Friday, Sept. 28 was the kickoff of the Colorado Jazz Group Goes to School program, a free of charge curriculum presented by educators and professional musicians to fourth and fifth graders with the goal of educating and inspiring future musicians. Colorado Jazz Group is now in partnership with the Vail Goes to School program, which is now in its 21st year.
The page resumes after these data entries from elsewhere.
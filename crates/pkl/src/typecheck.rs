//! Runtime type checking for declared types, `is`, and `as`.

use std::{rc::Rc, sync::Arc};

use crate::{
    class::ClassInfo,
    cst::{NodeId, NodeKind, Tree, TypeNode},
    error::{EvalError, EvalResult},
    eval::Machine,
    object::{Env, ObjectKind, Receivers, TypeRef},
    value::Value,
};

/// Checks `value` against a declared type, failing with the standard
/// type-mismatch diagnostic.
pub(crate) fn check(m: &mut Machine, value: &Value, ty: &TypeRef, recv: &Receivers) -> EvalResult<()> {
    if matches(m, value, &ty.tree, ty.node, &ty.env, recv)? {
        Ok(())
    } else {
        Err(EvalError::type_error(format!(
            "Expected a value of type `{}`, but got a value of type `{}`.",
            render_type(&ty.tree, ty.node),
            value.type_name()
        )))
    }
}

pub(crate) fn matches(
    m: &mut Machine,
    value: &Value,
    tree: &Arc<Tree>,
    node: NodeId,
    env: &Env,
    recv: &Receivers,
) -> EvalResult<bool> {
    matches_inner(m, value, tree, node, env, recv, &[])
}

fn type_node(tree: &Tree, node: NodeId) -> EvalResult<TypeNode> {
    match tree.kind(node) {
        NodeKind::Type(ty) => Ok(ty.clone()),
        other => Err(EvalError::parse(format!("Node {node} is not a type: {other:?}."))),
    }
}

fn matches_inner(
    m: &mut Machine,
    value: &Value,
    tree: &Arc<Tree>,
    node: NodeId,
    env: &Env,
    recv: &Receivers,
    opaque: &[String],
) -> EvalResult<bool> {
    match type_node(tree, node)? {
        TypeNode::Unknown => Ok(true),
        TypeNode::Nothing => Ok(false),
        TypeNode::Module => Ok(matches!(value, Value::Object(o) if o.kind == ObjectKind::Module)),
        TypeNode::StringConstant(text) => Ok(value.as_str() == Some(text.as_str())),
        TypeNode::Parenthesized(inner) | TypeNode::DefaultUnion(inner) => {
            matches_inner(m, value, tree, inner, env, recv, opaque)
        }
        TypeNode::Nullable(inner) => {
            Ok(value.is_null() || matches_inner(m, value, tree, inner, env, recv, opaque)?)
        }
        TypeNode::Union { left, right } => Ok(matches_inner(m, value, tree, left, env, recv, opaque)?
            || matches_inner(m, value, tree, right, env, recv, opaque)?),
        TypeNode::Constrained { base, predicates } => {
            if !matches_inner(m, value, tree, base, env, recv, opaque)? {
                return Ok(false);
            }
            for predicate in predicates {
                let pred_recv = recv.with_value_receiver(value.clone());
                let result = m.eval(tree, predicate, env, &pred_recv)?;
                match result.as_bool() {
                    Some(true) => {}
                    Some(false) => return Ok(false),
                    None => {
                        return Err(EvalError::type_error(format!(
                            "Expected a `Boolean` from a type constraint, but got a value of type `{}`.",
                            result.type_name()
                        )));
                    }
                }
            }
            Ok(true)
        }
        TypeNode::Function { .. } => Ok(matches!(value, Value::Function(_))),
        TypeNode::Declared { name, args } => {
            if name.is_simple() && opaque.iter().any(|p| p == name.leaf()) {
                return Ok(true);
            }
            matches_declared(m, value, tree, &name.to_string(), &args, env, recv)
        }
    }
}

fn matches_declared(
    m: &mut Machine,
    value: &Value,
    tree: &Arc<Tree>,
    name: &str,
    args: &[NodeId],
    env: &Env,
    recv: &Receivers,
    // no opaque propagation: alias params shadow only inside the alias body
) -> EvalResult<bool> {
    let matched = match name {
        "Any" => Some(true),
        "Null" => Some(value.is_null()),
        "Boolean" => Some(matches!(value, Value::Bool(_))),
        "Int" => Some(matches!(value, Value::Int(_))),
        "Float" => Some(matches!(value, Value::Float(_))),
        "Number" => Some(matches!(value, Value::Int(_) | Value::Float(_))),
        "String" => Some(matches!(value, Value::Str(_))),
        "Duration" => Some(matches!(value, Value::Duration(_))),
        "DataSize" => Some(matches!(value, Value::DataSize(_))),
        "Pair" => Some(matches!(value, Value::Pair(_))),
        "Regex" => Some(matches!(value, Value::Regex(_))),
        "Bytes" => Some(matches!(value, Value::Bytes(_))),
        "IntSeq" => Some(matches!(value, Value::IntSeq(_))),
        "Function" => Some(matches!(value, Value::Function(_))),
        "Class" => Some(matches!(value, Value::Class(_))),
        "TypeAlias" => Some(matches!(value, Value::TypeAlias(_))),
        _ => None,
    };
    if let Some(matched) = matched {
        return Ok(matched);
    }
    match name {
        "List" => {
            let Value::List(items) = value else { return Ok(false) };
            self::elements_match(m, &items.iter().cloned().collect::<Vec<_>>(), tree, args.first(), env, recv)
        }
        "Set" => {
            let Value::Set(items) = value else { return Ok(false) };
            self::elements_match(m, &items.iter().cloned().collect::<Vec<_>>(), tree, args.first(), env, recv)
        }
        "Map" => {
            let Value::Map(map) = value else { return Ok(false) };
            for (k, v) in map.iter() {
                if let Some(key_ty) = args.first() {
                    if !matches_inner(m, k, tree, *key_ty, env, recv, &[])? {
                        return Ok(false);
                    }
                }
                if let Some(value_ty) = args.get(1) {
                    if !matches_inner(m, v, tree, *value_ty, env, recv, &[])? {
                        return Ok(false);
                    }
                }
            }
            Ok(true)
        }
        "Listing" => {
            let Value::Object(obj) = value else { return Ok(false) };
            if obj.kind != ObjectKind::Listing {
                return Ok(false);
            }
            if let Some(element_ty) = args.first() {
                let obj = Rc::clone(obj);
                let elements = obj.elements.borrow().clone();
                for (i, member) in elements.iter().enumerate() {
                    let value = m.force_member(&obj, member, &format!("[{i}]"))?;
                    if !matches_inner(m, &value, tree, *element_ty, env, recv, &[])? {
                        return Ok(false);
                    }
                }
            }
            Ok(true)
        }
        "Mapping" => {
            let Value::Object(obj) = value else { return Ok(false) };
            if obj.kind != ObjectKind::Mapping {
                return Ok(false);
            }
            if let Some(value_ty) = args.get(1) {
                let obj = Rc::clone(obj);
                let entries = obj.entries.borrow().clone();
                for (key, member) in &entries {
                    if let Some(key_ty) = args.first() {
                        if !matches_inner(m, key, tree, *key_ty, env, recv, &[])? {
                            return Ok(false);
                        }
                    }
                    let value = m.force_member(&obj, member, "entry")?;
                    if !matches_inner(m, &value, tree, *value_ty, env, recv, &[])? {
                        return Ok(false);
                    }
                }
            }
            Ok(true)
        }
        "Dynamic" => Ok(matches!(value, Value::Object(o) if o.kind == ObjectKind::Dynamic)),
        "Typed" => Ok(matches!(value, Value::Object(o) if o.kind == ObjectKind::Typed)),
        "Module" => Ok(matches!(value, Value::Object(o) if o.kind == ObjectKind::Module)),
        _ => {
            // A user class or type alias, resolved through the module
            // of the current receiver chain.
            let module = recv.module_object().cloned();
            if let Some(module) = &module {
                if let Some(class) = m.class_for(module, name)? {
                    return Ok(matches!(value, Value::Object(o) if o.class.is_subclass_of(&class)));
                }
                if let Some(alias) = m.alias_for(module, name)? {
                    return matches_inner(
                        m,
                        value,
                        &alias.body.tree,
                        alias.body.node,
                        &alias.body.env,
                        recv,
                        &alias.params,
                    );
                }
            }
            Err(EvalError::type_error(format!("Cannot find type `{name}`.")))
        }
    }
}

fn elements_match(
    m: &mut Machine,
    items: &[Value],
    tree: &Arc<Tree>,
    element_ty: Option<&NodeId>,
    env: &Env,
    recv: &Receivers,
) -> EvalResult<bool> {
    let Some(element_ty) = element_ty else {
        return Ok(true);
    };
    for item in items {
        if !matches_inner(m, item, tree, *element_ty, env, recv, &[])? {
            return Ok(false);
        }
    }
    Ok(true)
}

/// Resolves the type of a `new T { … }` expression to a class.
pub(crate) fn resolve_new_class(
    m: &mut Machine,
    tree: &Arc<Tree>,
    node: NodeId,
    env: &Env,
    recv: &Receivers,
) -> EvalResult<Rc<ClassInfo>> {
    let _ = env;
    match type_node(tree, node)? {
        TypeNode::Declared { name, .. } => {
            if name.is_simple() {
                if let Some(builtin) = m.classes.by_name(name.leaf()) {
                    return Ok(Rc::clone(builtin));
                }
                if let Some(module) = recv.module_object().cloned() {
                    if let Some(class) = m.class_for(&module, name.leaf())? {
                        return Ok(class);
                    }
                }
            } else if let Some(module) = recv.module_object().cloned() {
                // `import.Class` form.
                let head = m.eval_module_scope_value(&module, &name.0[0])?;
                if let Value::Object(imported) = head {
                    if let Some(class) = m.class_for(&imported, name.leaf())? {
                        return Ok(class);
                    }
                }
            }
            Err(EvalError::type_error(format!("Cannot find class `{name}`.")))
        }
        TypeNode::Parenthesized(inner) | TypeNode::DefaultUnion(inner) | TypeNode::Nullable(inner) => {
            resolve_new_class(m, tree, inner, env, recv)
        }
        other => Err(EvalError::type_error(format!(
            "Cannot instantiate type `{}`.",
            render_type_node(tree, &other)
        ))),
    }
}

/// Reconstructs the written form of a type node for diagnostics.
pub(crate) fn render_type(tree: &Tree, node: NodeId) -> String {
    match tree.kind(node) {
        NodeKind::Type(ty) => render_type_node(tree, ty),
        _ => "unknown".to_owned(),
    }
}

fn render_type_node(tree: &Tree, ty: &TypeNode) -> String {
    match ty {
        TypeNode::Unknown => "unknown".to_owned(),
        TypeNode::Nothing => "nothing".to_owned(),
        TypeNode::Module => "module".to_owned(),
        TypeNode::StringConstant(text) => format!("\"{text}\""),
        TypeNode::Declared { name, args } => {
            if args.is_empty() {
                name.to_string()
            } else {
                let args: Vec<String> = args.iter().map(|a| render_type(tree, *a)).collect();
                format!("{name}<{}>", args.join(", "))
            }
        }
        TypeNode::Parenthesized(inner) => format!("({})", render_type(tree, *inner)),
        TypeNode::Nullable(inner) => format!("{}?", render_type(tree, *inner)),
        TypeNode::Constrained { base, .. } => format!("{}(…)", render_type(tree, *base)),
        TypeNode::DefaultUnion(inner) => format!("*{}", render_type(tree, *inner)),
        TypeNode::Union { left, right } => {
            format!("{}|{}", render_type(tree, *left), render_type(tree, *right))
        }
        TypeNode::Function { params, ret } => {
            let params: Vec<String> = params.iter().map(|p| render_type(tree, *p)).collect();
            format!("({}) -> {}", params.join(", "), render_type(tree, *ret))
        }
    }
}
The program gets its funding through the proceeds of Jazz on 2nd Ave.

For the first of several visits to each school, a trio of musicians, Tony Gulizia, Mike Marnier, and Michael Pujado, visited Boulder’s University Hill Elementary School, Longmont’s Central Elementary School, Lafayette’s Ryan Elementary School and Niwot Elementary School (NES).
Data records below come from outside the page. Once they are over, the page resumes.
use regex::Regex;

use crate::error::{EvalError, EvalResult};

/// Compiles a shell-style glob pattern into an anchored regex.
///
/// Supported grammar: `*` (any run of non-separator code points), `**`
/// (any run including separators), `?` (one non-separator code point),
/// `[...]` character classes (leading `!` negates, `-` is a range;
/// classes never match a path separator), `{a,b,c}` non-nested
/// alternation, and `\` escaping the next metacharacter. Extended-glob
/// forms (`!(…)`, `+(…)`, `?(…)`, `@(…)`, `*(…)`) are rejected.
pub fn glob_to_regex(pattern: &str) -> EvalResult<Regex> {
    let translated = translate(pattern)?;
    Regex::new(&format!("^{translated}$"))
        .map_err(|e| EvalError::resolve(format!("Invalid glob pattern `{pattern}`: {e}.")))
}

pub(crate) fn translate(pattern: &str) -> EvalResult<String> {
    let mut out = String::new();
    let mut chars = pattern.chars().peekable();
    while let Some(c) = chars.next() {
        match c {
            '*' => {
                if chars.peek() == Some(&'(') {
                    return Err(invalid(pattern, "extended glob `*(` is not supported"));
                }
                if chars.peek() == Some(&'*') {
                    chars.next();
                    out.push_str(".*");
                } else {
                    out.push_str("[^/]*");
                }
            }
            '?' => {
                if chars.peek() == Some(&'(') {
                    return Err(invalid(pattern, "extended glob `?(` is not supported"));
                }
                out.push_str("[^/]");
            }
            '[' => {
                out.push('[');
                let mut first = true;
                let mut negated = false;
                let mut closed = false;
                while let Some(cc) = chars.next() {
                    match cc {
                        '!' if first => {
                            out.push('^');
                            negated = true;
                        }
                        ']' if !first || negated => {
                            closed = true;
                            break;
                        }
                        '\\' => {
                            let escaped = chars
                                .next()
                                .ok_or_else(|| invalid(pattern, "trailing backslash"))?;
                            push_class_char(&mut out, escaped);
                        }
                        '-' => out.push('-'),
                        other => push_class_char(&mut out, other),
                    }
                    if cc != '!' {
                        first = false;
                    }
                }
                if !closed {
                    return Err(invalid(pattern, "unterminated character class"));
                }
                // Classes never cross a path separator.
                if negated {
                    out.push('/');
                }
                out.push(']');
            }
            '{' => {
                let mut parts: Vec<String> = vec![String::new()];
                let mut closed = false;
                while let Some(cc) = chars.next() {
                    match cc {
                        '{' => return Err(invalid(pattern, "nested alternation is not supported")),
                        '}' => {
                            closed = true;
                            break;
                        }
                        ',' => parts.push(String::new()),
                        '\\' => {
                            let escaped = chars
                                .next()
                                .ok_or_else(|| invalid(pattern, "trailing backslash"))?;
                            parts.last_mut().expect("parts is non-empty").push('\\');
                            parts.last_mut().expect("parts is non-empty").push(escaped);
                        }
                        other => parts.last_mut().expect("parts is non-empty").push(other),
                    }
                }
                if !closed {
                    return Err(invalid(pattern, "unterminated alternation"));
                }
                let translated: EvalResult<Vec<String>> = parts.iter().map(|p| translate(p)).collect();
                out.push_str("(?:");
                out.push_str(&translated?.join("|"));
                out.push(')');
            }
            '\\' => {
                let escaped = chars
                    .next()
                    .ok_or_else(|| invalid(pattern, "trailing backslash"))?;
                out.push_str(&regex::escape(&escaped.to_string()));
            }
            '!' | '+' | '@' if chars.peek() == Some(&'(') => {
                return Err(invalid(pattern, format!("extended glob `{c}(` is not supported")));
            }
            other => out.push_str(&regex::escape(&other.to_string())),
        }
    }
    Ok(out)
}

fn push_class_char(out: &mut String, c: char) {
    if matches!(c, '\\' | ']' | '^' | '[' | '&' | '~') {
        out.push('\\');
    }
    out.push(c);
}

fn invalid(pattern: &str, reason: impl std::fmt::Display) -> Box<EvalError> {
    EvalError::resolve(format!("Invalid glob pattern `{pattern}`: {reason}."))
}

#[cfg(test)]
mod tests {
    use super::*;

    fn matches(pattern: &str, text: &str) -> bool {
        glob_to_regex(pattern).unwrap().is_match(text)
    }

    #[test]
    fn star_does_not_cross_separators() {
        assert!(matches("*.pkl", "bar.pkl"));
        assert!(!matches("*.pkl", "foo/bar.pkl"));
    }

    #[test]
    fn double_star_crosses_separators() {
        assert!(matches("**/*.pkl", "foo/bar.pkl"));
        assert!(matches("**/*.pkl", "a/b/c.pkl"));
        assert!(!matches("**/*.pkl", "c.toml"));
    }

    #[test]
    fn question_mark_matches_one_code_point() {
        assert!(matches("fil?.pkl", "file.pkl"));
        assert!(!matches("fil?.pkl", "fil/.pkl"));
        assert!(!matches("fil?.pkl", "filee.pkl"));
    }

    #[test]
    fn character_classes() {
        assert!(matches("file[12].pkl", "file1.pkl"));
        assert!(matches("file[a-c].pkl", "fileb.pkl"));
        assert!(!matches("file[!a-c].pkl", "fileb.pkl"));
        assert!(matches("file[!a-c].pkl", "filed.pkl"));
        // A negated class still never matches the separator.
        assert!(!matches("a[!b]c", "a/c"));
    }

    #[test]
    fn alternation() {
        assert!(matches("{a,b}*.pkl", "a1.pkl"));
        assert!(matches("{a,b}*.pkl", "b.pkl"));
        assert!(!matches("{a,b}*.pkl", "c.pkl"));
    }

    #[test]
    fn escapes_are_literal() {
        assert!(matches(r"a\*b", "a*b"));
        assert!(!matches(r"a\*b", "axb"));
    }

    #[test]
    fn extended_glob_forms_are_rejected() {
        for pattern in ["!(a)", "+(a)", "?(a)", "@(a)", "*(a)"] {
            let err = glob_to_regex(pattern).unwrap_err();
            assert!(err.message().contains("extended glob"), "{pattern}");
        }
    }

    #[test]
    fn unterminated_forms_are_rejected() {
        assert!(glob_to_regex("[abc").is_err());
        assert!(glob_to_regex("{a,b").is_err());
        assert!(glob_to_regex("a{b,{c,d}}").is_err());
    }
}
Despite the fact it was pajama day at NES, students weren’t the least bit sleepy.

Exploring the historical roots of jazz, Gulizia traced African slaves’ route to America and explained how, like a gumbo that mixes various ingredients together, along the way the basic elements of African music became mingled with the influences of the places they stopped at, beginning with the music of South American countries, and ending with southern music when they landed in New Orleans.

Students were swaying and nodding their heads while the musicians played Herbie Hancock’s “Watermelon Man,” which also introduced them to the technique of call and response.

They learned firsthand how syncopation jazzes up familiar songs when the group was divided into three “tribes,” each clapping different rhythms to “My Favorite Things.”

Then Pujado explained the West African origins of the djembe drum and demonstrated each of the percussion instruments he plays, including the conga, maracas and his musical chair.

Toward the end of the session, four students were called up to the front of the room, quickly taught how to play a simple rhythm on percussion instruments, and performed a spontaneous piece with the professionals.

NES music teacher Abby Madry said, “In elementary music, we don't get to spend much time with jazz music, and it really benefits the students to learn about the style and see how a group makes jazz come alive. Many fifth-graders will be joining band in middle school, with an option to play in jazz band their second year, so this is a great opportunity for them to see the different instruments and the roles they play in a jazz group.”

The program will revisit these schools and more throughout the school year, continuing their outreach to inspire and educate students on music, jazz and instruments.

Jazz on 2nd Ave Marketing Director Marlene Natal wrote, “Colorado Jazz Group recruits the top international, legendary, and local jazz talent through generous contributions and the partnerships of sponsors.”